What's the use case for case sensitive file names
Because I want to?
Well an uppercase ASCII char is a different char than its lowercase counterpart. I would argue that not differentiating between them is an arbitrary rule that doesn't make any sense, and in many cases, is more computationally difficult as it involves more comparisons and string manipulations (converting everything to lower case).
And the result is that you ultimately get files with visually distinct names, that aren't actually treated as distinct, and so there is a disconnect from how we process information and how the computer is doing it.
'A' != 'a', they are just as unequal as 'a' and 'b'
Edit: I would say the use case is exactly the same as programming case sensitivity, characters have meaning and capitalizing them has intent. Casing strategies are immensely prevalent in programming and carry a lot of weight for identifying programmers' intent (properties vs backing fields as an example) similar intent can be shown with file names.
Case insensitive handling protects end-users from doing "bad" things and confusion.
is exactly the same as programming case sensitivity
Me working on a case insensitive DB collation 🤡🚀🐱🏍
If I have four files, a.txt, A.txt, b.txt, and B.txt, in what order do they appear when I sort alphabetically?
edit: I don't understand why this was downvoted?
a, A, b, B?
Think the other way around: What's the use case for case insensitive file names? Does it justify the effort and complexity for the filesystem and the programs to know the difference between lower and upper space chars?
What’s the use case for case insensitive file names?
Human comprehension.
Readme, readme, README, and ReadMe are not meaningfully different to the average user.
And for dorks like us - oh my god, tab completion, you know I mean Documents, just take the fucking d!
Suffering
Every fucking folder in the file share has one of these
I saw somebody with Nintendo .DS_store as a username
Found one of these in the firmware zip file of my soundbar today.
I am not exactly a programmer. What is the .DS_Store file for?

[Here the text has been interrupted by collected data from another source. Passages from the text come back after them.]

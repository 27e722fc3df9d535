//! Routing-convention guess for the detected framework.
//!
//! Rules form a fixed priority chain. The first rule whose framework was
//! detected decides the descriptor, even when it finds no routing directory;
//! later rules are never consulted.

use std::path::Path;

use serde::Serialize;

use super::frameworks::{EXPRESS, HONO, LARAVEL, NESTJS, NEXT_JS, NUXT};
use crate::{diagnostics::Diagnostics, scanner::Scanner};

/// Maximum number of NestJS controllers listed.
pub const MAX_CONTROLLERS: usize = 5;

/// Best-guess routing layout of a project.
#[derive(Clone, Debug, Default, PartialEq, Eq, Serialize)]
pub struct RoutingDescriptor {
    /// Convention label, `None` when no rule applied
    #[serde(rename = "type")]
    pub kind: Option<&'static str>,

    /// Representative route files or directories, relative to the root
    pub paths: Vec<String>,
}

impl RoutingDescriptor {
    fn new(kind: &'static str, paths: Vec<String>) -> Self {
        Self {
            kind: Some(kind),
            paths,
        }
    }
}

type Resolver = fn(&Path, &Scanner, &mut Diagnostics) -> RoutingDescriptor;

struct RoutingRule {
    frameworks: &'static [&'static str],
    resolve: Resolver,
}

static ROUTING_RULES: &[RoutingRule] = &[
    RoutingRule {
        frameworks: &[NEXT_JS],
        resolve: next_routes,
    },
    RoutingRule {
        frameworks: &[NUXT],
        resolve: nuxt_routes,
    },
    RoutingRule {
        frameworks: &[LARAVEL],
        resolve: laravel_routes,
    },
    RoutingRule {
        frameworks: &[NESTJS],
        resolve: nest_controllers,
    },
    RoutingRule {
        frameworks: &[EXPRESS, HONO],
        resolve: express_routes,
    },
];

/// Guess the routing convention from the detected frameworks.
pub fn detect_routing(
    root: &Path,
    frameworks: &[&str],
    scanner: &Scanner,
    diagnostics: &mut Diagnostics,
) -> RoutingDescriptor {
    ROUTING_RULES
        .iter()
        .find(|rule| rule.frameworks.iter().any(|f| frameworks.contains(f)))
        .map(|rule| (rule.resolve)(root, scanner, diagnostics))
        .unwrap_or_default()
}

/// First of `candidates` that is a directory under `root`, with a trailing `/`.
fn first_dir(root: &Path, candidates: &[&str]) -> Option<String> {
    candidates
        .iter()
        .find(|dir| root.join(dir).is_dir())
        .map(|dir| format!("{dir}/"))
}

fn next_routes(root: &Path, _: &Scanner, _: &mut Diagnostics) -> RoutingDescriptor {
    if let Some(dir) = first_dir(root, &["app", "src/app"]) {
        RoutingDescriptor::new("next-app-router", vec![dir])
    } else if let Some(dir) = first_dir(root, &["pages", "src/pages"]) {
        RoutingDescriptor::new("next-pages-router", vec![dir])
    } else {
        RoutingDescriptor::default()
    }
}

fn nuxt_routes(root: &Path, _: &Scanner, _: &mut Diagnostics) -> RoutingDescriptor {
    first_dir(root, &["pages"])
        .map(|dir| RoutingDescriptor::new("nuxt-pages", vec![dir]))
        .unwrap_or_default()
}

fn laravel_routes(_: &Path, _: &Scanner, _: &mut Diagnostics) -> RoutingDescriptor {
    RoutingDescriptor::new(
        "laravel-routes",
        vec!["routes/api.php".to_string(), "routes/web.php".to_string()],
    )
}

/// Lists up to [`MAX_CONTROLLERS`] `*.controller.ts` files at any depth.
///
/// The walk prunes the same directories as the directory tree (block-list,
/// hidden directories, `--skip` names) and visits entries sorted by file
/// name, so vendored controllers under `node_modules` or `dist` are never
/// listed and the selection is stable between runs.
fn nest_controllers(
    root: &Path,
    scanner: &Scanner,
    diagnostics: &mut Diagnostics,
) -> RoutingDescriptor {
    let controllers =
        scanner.find_files_with_suffix(root, ".controller.ts", MAX_CONTROLLERS, diagnostics);
    RoutingDescriptor::new("nestjs-controllers", controllers)
}

fn express_routes(root: &Path, _: &Scanner, _: &mut Diagnostics) -> RoutingDescriptor {
    let paths = first_dir(root, &["routes", "src/routes"])
        .into_iter()
        .collect();
    RoutingDescriptor::new("express-routes", paths)
}
//! Collection of absorbed, non-fatal errors.
//!
//! Detection never aborts on unreadable files or malformed manifests; it
//! degrades to empty values instead. The messages describing what was skipped
//! are gathered here and only shown to the user in verbose mode.

use colored::Colorize;

/// Accumulates non-fatal error messages produced during an analysis run.
#[derive(Debug, Default)]
pub struct Diagnostics {
    verbose: bool,
    messages: Vec<String>,
}

impl Diagnostics {
    /// Create an empty collection.
    ///
    /// When `verbose` is `false` messages are dropped on the floor, so callers
    /// never have to check the flag themselves.
    #[must_use]
    pub const fn new(verbose: bool) -> Self {
        Self {
            verbose,
            messages: Vec::new(),
        }
    }

    /// Record a message if verbose mode is enabled.
    pub fn record(&mut self, message: impl Into<String>) {
        if self.verbose {
            self.messages.push(message.into());
        }
    }

    /// Messages recorded so far, in the order they occurred.
    #[must_use]
    pub fn messages(&self) -> &[String] {
        &self.messages
    }

    /// Print every recorded message to stderr.
    pub fn print(&self) {
        for message in &self.messages {
            eprintln!("{}", message.red());
        }
    }
}
//! Signature matching shared by the framework and UI detectors.
//!
//! A [`Signature`] is a named, ordered list of [`Clause`]s. Clauses are OR'd:
//! they are evaluated in order and the first one satisfied detects the
//! signature, skipping the rest.

use std::path::Path;

use crate::manifest::Manifests;

/// A single detection condition.
#[derive(Debug)]
pub enum Clause {
    /// Any of the paths exists under the root (file or directory)
    Files(&'static [&'static str]),

    /// Any of the paths is a directory under the root
    Dirs(&'static [&'static str]),

    /// Any exact name among `package.json` runtime and dev dependencies
    Deps(&'static [&'static str]),

    /// Any `package.json` dependency name starts with the prefix
    DepPrefix(&'static str),

    /// Any exact name among `composer.json` `require` and `require-dev`
    ComposerDeps(&'static [&'static str]),
}

/// Everything a clause may look at.
#[derive(Clone, Copy)]
pub struct DetectionContext<'a> {
    pub root: &'a Path,
    pub manifests: &'a Manifests,
}

impl<'a> DetectionContext<'a> {
    #[must_use]
    pub const fn new(root: &'a Path, manifests: &'a Manifests) -> Self {
        Self { root, manifests }
    }
}

impl Clause {
    /// Evaluate the clause against a project.
    #[must_use]
    pub fn matches(&self, ctx: &DetectionContext<'_>) -> bool {
        let package = &ctx.manifests.package;

        match self {
            Self::Files(paths) => paths.iter().any(|p| ctx.root.join(p).exists()),
            Self::Dirs(paths) => paths.iter().any(|p| ctx.root.join(p).is_dir()),
            Self::Deps(names) => names.iter().any(|name| package.has_dependency(name)),
            Self::DepPrefix(prefix) => package
                .all_dependencies()
                .any(|dep| dep.starts_with(*prefix)),
            Self::ComposerDeps(names) => names
                .iter()
                .any(|name| ctx.manifests.composer.has_dependency(name)),
        }
    }
}

/// A named detection rule.
#[derive(Debug)]
pub struct Signature {
    pub name: &'static str,
    pub clauses: &'static [Clause],
}

impl Signature {
    /// Whether any clause is satisfied, stopping at the first that is.
    #[must_use]
    pub fn matches(&self, ctx: &DetectionContext<'_>) -> bool {
        self.clauses.iter().any(|clause| clause.matches(ctx))
    }
}

/// Names of every signature in `table` that matches, in table order.
///
/// A name listed more than once in the table is reported only once.
#[must_use]
pub fn detect(table: &[Signature], ctx: &DetectionContext<'_>) -> Vec<&'static str> {
    let mut detected: Vec<&'static str> = Vec::new();

    for signature in table {
        if !detected.contains(&signature.name) && signature.matches(ctx) {
            detected.push(signature.name);
        }
    }

    detected
}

Kind of a mac's version of desktop.ini. Remembers layouts and other metadata about a folder.
fd -HI '^\.DS_Store$' $HOME -tf -X rm -v
find . -name “.DS_Store” -type d -exec rm -rf {} + -print
That doesn't work, DS_Store
are files not directories ( you need to use -type f
).
An equivalent find
command would be:
find "$HOME" -type f -name '.DS_Store' -delete -print
find
takes a while; fd
is way, way faster, but find
is preinstalled, so there is that.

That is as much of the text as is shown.